CO: You are correct in saying that. What’s happening in Gaza, to me is just a moment of are you a human? Are you not a human? And also the Epstein fumble as well – the gaslighting of the Epstein case. To effectively gaslight your supporters and say, why? Why are we still talking about Jeffrey Epstein? What do you mean, why aren’t we still talking about Jeffrey Epstein if there’s been a blackmail ring, and politicians are supporting things because they have been blackmailed. I’ve been very disappointed in him.
FG: The Wall Street Journal is reporting that he’s in the files that he sent this card, this bawdy card, to Jeffrey at birthday card to Jeffrey Epstein.
CO: I don’t buy the birthday card because Trump immediately came out and said, this is not true and sued. In May when Pam Bondi sat down for a meeting and said, you’re actually in these files, he never debunked that.
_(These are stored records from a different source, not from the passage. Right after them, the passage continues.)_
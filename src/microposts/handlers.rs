use axum::{
    extract::{Path, State},
    http::StatusCode,
    routing::{delete, get, post},
    Json, Router,
};
use tracing::{info, instrument, warn};

use super::dto::{CreateMicropostRequest, MicropostView};
use super::Micropost;
use crate::auth::{current_user, AuthUser};
use crate::error::AppError;
use crate::state::AppState;

pub fn routes() -> Router<AppState> {
    Router::new()
        .route("/microposts", post(create))
        .route("/microposts/:id", delete(destroy))
        .route("/feed", get(feed))
}

#[instrument(skip(state, payload))]
pub async fn create(
    State(state): State<AppState>,
    auth: AuthUser,
    Json(payload): Json<CreateMicropostRequest>,
) -> Result<(StatusCode, Json<MicropostView>), AppError> {
    let mut user = current_user(&state.db, auth).await?;
    let post = user.create_micropost(&state.db, payload.content).await?;
    if post.id().is_none() {
        return Err(AppError::Invalid(post.errors));
    }
    info!(user_id = auth.0, micropost_id = ?post.id(), "micropost created");
    Ok((StatusCode::CREATED, Json(MicropostView::from(&post))))
}

#[instrument(skip(state))]
pub async fn destroy(
    State(state): State<AppState>,
    AuthUser(user_id): AuthUser,
    Path(id): Path<i64>,
) -> Result<StatusCode, AppError> {
    let post = Micropost::find(&state.db, id)
        .await?
        .ok_or(AppError::NotFound("Micropost not found"))?;
    if post.user_id != Some(user_id) {
        warn!(user_id, micropost_id = id, "delete of another user's micropost");
        return Err(AppError::Forbidden("Not your micropost"));
    }
    post.destroy(&state.db).await?;
    Ok(StatusCode::NO_CONTENT)
}

#[instrument(skip(state))]
pub async fn feed(
    State(state): State<AppState>,
    auth: AuthUser,
) -> Result<Json<Vec<MicropostView>>, AppError> {
    let user = current_user(&state.db, auth).await?;
    let posts = user.feed(&state.db).await?;
    Ok(Json(posts.iter().map(MicropostView::from).collect()))
}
Do I believe that Donald Trump was on Epstein Island? No. Do we know that he parted with Epstein in his youth? Yes, we know that… The bigger point is that he he could have come to his supporters and said, “look, I’m very surprised to hear this. I have nothing to do with anything that happened on that island.” He could have gotten ahead of it. When you choose to gaslight the public, you have become exactly what you knew that we hated when we sent you into DC.
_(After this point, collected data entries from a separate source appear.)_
//! Process-local datastore with optimistic transactions.
//!
//! Every write bumps a per-key version taken from a store-wide counter.
//! Versions survive deletion, so "absent" observed before a concurrent
//! insert-then-delete still counts as a conflict.

use std::collections::{BTreeMap, HashMap};
use std::sync::{Arc, Mutex, MutexGuard, PoisonError};

use async_trait::async_trait;

use super::{compare_values, Datastore, Direction, Entity, Key, KeyId, Kind, Query, StoreError, Transaction};

#[derive(Debug, Default)]
struct State {
    entities: BTreeMap<Key, Entity>,
    versions: HashMap<Key, u64>,
    clock: u64,
    next_id: i64,
}

impl State {
    fn version(&self, key: &Key) -> u64 {
        self.versions.get(key).copied().unwrap_or(0)
    }

    fn bump(&mut self, key: &Key) {
        self.clock += 1;
        self.versions.insert(key.clone(), self.clock);
    }

    fn complete(&mut self, key: Key) -> Key {
        match key.id {
            KeyId::Incomplete => {
                self.next_id += 1;
                Key::with_id(key.kind, self.next_id)
            }
            _ => key,
        }
    }

    fn write(&mut self, mut entity: Entity) -> Key {
        entity.key = self.complete(entity.key);
        let key = entity.key.clone();
        self.bump(&key);
        self.entities.insert(key.clone(), entity);
        key
    }

    fn remove(&mut self, key: &Key) {
        if self.entities.remove(key).is_some() {
            self.bump(key);
        }
    }
}

/// In-memory [`Datastore`]; clones share the same underlying state.
#[derive(Debug, Clone, Default)]
pub struct MemoryDatastore {
    state: Arc<Mutex<State>>,
}

impl MemoryDatastore {
    pub fn new() -> Self {
        Self::default()
    }

    fn lock(&self) -> MutexGuard<'_, State> {
        self.state.lock().unwrap_or_else(PoisonError::into_inner)
    }

    /// Number of stored entities of `kind`.
    pub fn count(&self, kind: Kind) -> usize {
        self.lock().entities.keys().filter(|k| k.kind == kind).count()
    }
}

#[async_trait]
impl Datastore for MemoryDatastore {
    async fn get(&self, key: &Key) -> Result<Option<Entity>, StoreError> {
        key.require_complete("get")?;
        Ok(self.lock().entities.get(key).cloned())
    }

    async fn put(&self, entity: Entity) -> Result<Key, StoreError> {
        Ok(self.lock().write(entity))
    }

    async fn delete(&self, key: &Key) -> Result<(), StoreError> {
        key.require_complete("delete")?;
        self.lock().remove(key);
        Ok(())
    }

    async fn query(&self, query: &Query) -> Result<Vec<Entity>, StoreError> {
        let state = self.lock();
        let mut found: Vec<Entity> = state
            .entities
            .values()
            .filter(|e| query.matches(e))
            .cloned()
            .collect();
        drop(state);

        if let Some(order) = &query.order {
            found.sort_by(|a, b| {
                let ord = compare_values(
                    a.properties.get(&order.field),
                    b.properties.get(&order.field),
                );
                match order.direction {
                    Direction::Ascending => ord,
                    Direction::Descending => ord.reverse(),
                }
            });
        }

        let offset = usize::try_from(query.offset).unwrap_or(0);
        let limit = query
            .limit
            .and_then(|l| usize::try_from(l).ok())
            .unwrap_or(usize::MAX);
        Ok(found.into_iter().skip(offset).take(limit).collect())
    }

    async fn transaction(&self) -> Result<Box<dyn Transaction>, StoreError> {
        Ok(Box::new(MemoryTransaction {
            store: self.clone(),
            observed: HashMap::new(),
            writes: Vec::new(),
        }))
    }
}

enum Write {
    Put(Entity),
    Delete(Key),
}

struct MemoryTransaction {
    store: MemoryDatastore,
    /// Version of each touched key at the moment it was first touched.
    observed: HashMap<Key, u64>,
    writes: Vec<Write>,
}

impl MemoryTransaction {
    fn observe(&mut self, key: &Key, state: &State) {
        if key.is_complete() && !self.observed.contains_key(key) {
            self.observed.insert(key.clone(), state.version(key));
        }
    }
}

#[async_trait]
impl Transaction for MemoryTransaction {
    async fn get(&mut self, key: &Key) -> Result<Option<Entity>, StoreError> {
        key.require_complete("get")?;
        let store = self.store.clone();
        let state = store.lock();
        self.observe(key, &state);
        Ok(state.entities.get(key).cloned())
    }

    async fn put(&mut self, entity: Entity) -> Result<(), StoreError> {
        let store = self.store.clone();
        let state = store.lock();
        self.observe(&entity.key, &state);
        drop(state);
        self.writes.push(Write::Put(entity));
        Ok(())
    }

    async fn delete(&mut self, key: &Key) -> Result<(), StoreError> {
        key.require_complete("delete")?;
        let store = self.store.clone();
        let state = store.lock();
        self.observe(key, &state);
        drop(state);
        self.writes.push(Write::Delete(key.clone()));
        Ok(())
    }

    async fn commit(self: Box<Self>) -> Result<Vec<Key>, StoreError> {
        let this = *self;
        let mut state = this.store.lock();
        if this
            .observed
            .iter()
            .any(|(key, seen)| state.version(key) != *seen)
        {
            return Err(StoreError::Aborted);
        }

        let mut keys = Vec::new();
        for write in this.writes {
            match write {
                Write::Put(entity) => keys.push(state.write(entity)),
                Write::Delete(key) => state.remove(&key),
            }
        }
        Ok(keys)
    }

    async fn rollback(self: Box<Self>) -> Result<(), StoreError> {
        Ok(())
    }
}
Do you ever think you’re a conspiracy theorist, Candace?
FG: Do you ever feel that you’ve maybe taken crazy pills and you’ve become a conspiracy theorist?
CO: Absolutely not. The Macron story is one of the most fascinating stories ever. And in a sane world, I would be given a Pulitzer.
Owens responds to accusations of being anti-Semitic
FG: There’s a lot of suspicion of you that you have gone from that criticism of Israel into full-on Jew-hatred. How do you respond to that allegation of anti-Semitism?
CO: It’s nonsense to say that I have hatred for Jews. I worked for Prager University. It is a literal Zionist enterprise that is run by an IDF intelligence. I then worked for the Daily Wire, which is run by Ben Shapiro. Prior to that, I worked in private equity for two Jews in New York for four years. And I almost married a Jew, actually, while I was in New York… I’m the same girl who stood up to Black Lives Matter. I don’t care about your identity. I know when people are calling people racist because they are trying to stop the conversation. They said, “You’re a self-hating black.” I know exactly what’s happening when you start using your identity as a shield, and it just doesn’t work with me. What’s happening in Gaza is atrocious.
FG: Well, you married a self-hating Brit instead. Not self-hating, sorry. I meant to say you married a Brit. Let me say that again. I don’t know whether your husband’s self-hating. I’m self-hating.